Com efeito, não se pode olvidar que a própria natureza das atividades desenvolvidas pelo autor representa potencial risco de ocorrência de acidentes, pela exposição diária, constante e permanente, com substâncias inflamáveis, o que autoriza o reconhecimento da especialidade do labor.
A legislação previdenciária não cuidou de definir os conceitos de periculosidade, insalubridade e penosidade. Conforme Rocha e Baltazar (ROCHA, Daniel Machado da e BALTAZAR, J. José Paulo. Comentários à Lei de Benefícios da Previdência Social. Porto Alegre, Atlas, 2015, pp. 321-322):
"As definições de insalubridade, periculosidade e penosidade sempre estiveram ausentes da legislação previdenciária, que toma de empréstimo os conceitos da CLT, ampliados por outros diplomas esparsos. Com a modificação operada na redação do §1º do art. 58, pela Lei 9.732/98, a adequação do emprego destes conceitos fica ainda mais evidente. (...)

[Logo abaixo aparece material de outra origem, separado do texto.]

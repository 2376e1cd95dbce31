//! BREP files: the compressed topology of a solid as pretty-printed JSON.

use crate::connect::CompressedBoundary;
use crate::types::KernelError;
use serde::{Deserialize, Serialize};
use std::path::Path;
use truck_modeling::geometry::{Curve, Surface};
use truck_modeling::topology::{Shell, Solid};
use truck_modeling::Point3;
use truck_topology::compress::CompressedSolid;

/// Value of the `format` field written to every BREP file.
pub const BREP_FORMAT: &str = "step-fuse-brep";
pub const BREP_VERSION: u32 = 1;

#[derive(Debug, Serialize, Deserialize)]
struct BrepDocument {
    format: String,
    version: u32,
    solid: CompressedSolid<Point3, Curve, Surface>,
}

/// Serialize a solid. Equal topology always produces identical bytes.
pub fn brep_string(solid: &Solid) -> Result<String, serde_json::Error> {
    let document = BrepDocument {
        format: BREP_FORMAT.to_string(),
        version: BREP_VERSION,
        solid: solid.compress(),
    };
    serde_json::to_string_pretty(&document)
}

pub fn write_brep(solid: &Solid, path: &Path) -> Result<(), KernelError> {
    let text = brep_string(solid).map_err(|e| KernelError::write(path, e))?;
    std::fs::write(path, text).map_err(|e| KernelError::write(path, e))
}

/// Read a file written by [`write_brep`].
pub fn read_brep(path: &Path) -> Result<Solid, KernelError> {
    let text = std::fs::read_to_string(path).map_err(|e| KernelError::read(path, e))?;
    let document: BrepDocument =
        serde_json::from_str(&text).map_err(|e| KernelError::read(path, e))?;
    if document.format != BREP_FORMAT {
        return Err(KernelError::read(
            path,
            format!("unexpected format {:?}", document.format),
        ));
    }
    if document.version != BREP_VERSION {
        return Err(KernelError::read(
            path,
            format!("unsupported version {}", document.version),
        ));
    }
    solid_from_shells(document.solid.boundaries).map_err(|e| KernelError::read(path, e))
}

/// Rebuild a solid from compressed shells.
///
/// Closed, manifold shells form a checked solid. Anything else (open
/// surfaces, compounds) is kept as an unchecked collection of shells.
pub(crate) fn solid_from_shells(shells: Vec<CompressedBoundary>) -> Result<Solid, String> {
    let shells = shells
        .into_iter()
        .map(Shell::extract)
        .collect::<Result<Vec<_>, _>>()
        .map_err(|e| format!("invalid shell topology: {e}"))?;
    match Solid::try_new(shells.clone()) {
        Ok(solid) => Ok(solid),
        Err(_) => Ok(Solid::new_unchecked(shells)),
    }
}
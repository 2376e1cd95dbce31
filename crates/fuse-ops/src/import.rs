use std::path::Path;
use std::time::Instant;
use tracing::{info, warn};

use crate::kernel_ext::KernelBundle;
use crate::types::{Diagnostics, OpError, OpResult};

/// Import a STEP model.
///
/// A model whose shells are not all closed (a surface model) is accepted
/// with a warning.
pub fn execute_import(kb: &mut dyn KernelBundle, path: &Path) -> Result<OpResult, OpError> {
    let start = Instant::now();
    let handle = kb.import_step(path)?;
    let kernel_time = start.elapsed();

    let stats = kb.stats_or_empty(&handle);
    let mut warnings = Vec::new();
    if !stats.closed {
        let message = format!("{} is not a closed solid", path.display());
        warn!("{message}");
        warnings.push(message);
    }
    info!(
        path = %path.display(),
        faces = stats.faces,
        elapsed_ms = kernel_time.as_millis() as u64,
        "loaded model"
    );

    Ok(OpResult {
        handle,
        stats,
        diagnostics: Diagnostics {
            warnings,
            kernel_time,
        },
    })
}
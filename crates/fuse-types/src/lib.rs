pub mod stats;
pub mod threads;

pub use stats::*;
pub use threads::*;
use serde::{Deserialize, Serialize};
use std::fmt;
use std::num::NonZeroUsize;
use std::str::FromStr;

/// Number of worker threads handed to the geometry kernel.
/// Always at least one.
#[derive(Debug, Clone, Copy, PartialEq, Eq, Hash, Serialize, Deserialize)]
#[serde(try_from = "usize", into = "usize")]
pub struct ThreadCount(NonZeroUsize);

impl ThreadCount {
    pub fn new(count: usize) -> Result<Self, ThreadCountError> {
        NonZeroUsize::new(count)
            .map(Self)
            .ok_or(ThreadCountError::Zero)
    }

    pub fn get(self) -> usize {
        self.0.get()
    }

    /// Name of the BREP file a run with this thread count produces.
    pub fn brep_file_name(self) -> String {
        format!("connected_shape_{}.brep", self.0)
    }
}

impl fmt::Display for ThreadCount {
    fn fmt(&self, f: &mut fmt::Formatter<'_>) -> fmt::Result {
        write!(f, "{}", self.0)
    }
}

impl FromStr for ThreadCount {
    type Err = ThreadCountError;

    fn from_str(s: &str) -> Result<Self, Self::Err> {
        let count: usize = s
            .trim()
            .parse()
            .map_err(|_| ThreadCountError::NotANumber {
                input: s.to_string(),
            })?;
        Self::new(count)
    }
}

impl TryFrom<usize> for ThreadCount {
    type Error = ThreadCountError;

    fn try_from(count: usize) -> Result<Self, Self::Error> {
        Self::new(count)
    }
}

impl From<ThreadCount> for usize {
    fn from(count: ThreadCount) -> Self {
        count.get()
    }
}

/// Rejected thread-count input.
#[derive(Debug, Clone, PartialEq, Eq, thiserror::Error)]
pub enum ThreadCountError {
    #[error("thread count must be a positive integer, got {input:?}")]
    NotANumber { input: String },

    #[error("thread count must be at least 1")]
    Zero,
}
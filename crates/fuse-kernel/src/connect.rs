//! Connect pass: merges coincident topology across compressed shells.
//!
//! Operates on truck's index-based compressed form. All input shells are
//! pooled into one vertex/edge space, so coincident entities of different
//! shells become shared. The output is one shell per connected component.

use crate::types::ConnectReport;
use rayon::prelude::*;
use std::collections::{HashMap, HashSet};
use truck_modeling::geometry::{Curve, Surface};
use truck_modeling::{
    BoundedCurve, EuclideanSpace, InnerSpace, ParametricCurve, ParametricSurface,
    ParametricSurface3D, Point3, SPHint2D, SearchNearestParameter, Vector3, D2,
};
use truck_topology::compress::{
    CompressedEdge, CompressedEdgeIndex, CompressedFace, CompressedShell,
};

/// Compressed shell over truck-modeling geometry.
pub type CompressedBoundary = CompressedShell<Point3, Curve, Surface>;

type Cell = (i64, i64, i64);

const MIN_TOLERANCE: f64 = 1e-12;

/// Coincident faces must have normals this close to parallel (1 - |cos|).
const NORMAL_TOLERANCE: f64 = 1e-6;

const SURFACE_SEARCH_TRIALS: usize = 100;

As atividades periculosas são estabelecidas com fulcro no art. 193 da CLT, já com a redação definida pela Lei nº 12.740/12:
'São consideradas atividades ou operações perigosas, na forma da regulamentação aprovada pelo Ministério do Trabalho e Emprego, aquelas que, por sua natureza ou métodos de trabalho, impliquem risco acentuado em virtude de exposição permanente do trabalhador a: I - inflamáveis, explosivos ou energia elétrica; II - roubos ou outras espécies de violência física nas atividades profissionais de segurança pessoal ou patrimonial.'
Em caso análogo, este Regional deixou assentado que, Em se tratando de atividade de abastecimento de veículos em postos de combustíveis, em que há armazenamento de inflamáveis, é notável o risco de explosão e incêndio, evidenciando a periculosidade da atividade laboral. Precedentes desta Corte. 2. Tratando-se de exposição a agentes químicos inflamáveis, esta Corte já decidiu que a exposição do segurado ao agente periculoso sempre caracteriza a atividade como especial, independentemente da utilização ou não de EPI ou de menção, em laudo pericial, à neutralização de seus efeitos nocivos. (AC 5010904-83.2021.4.04.9999, NONA TURMA, Relator CELSO KIPPER, juntado aos autos em 29/09/2022).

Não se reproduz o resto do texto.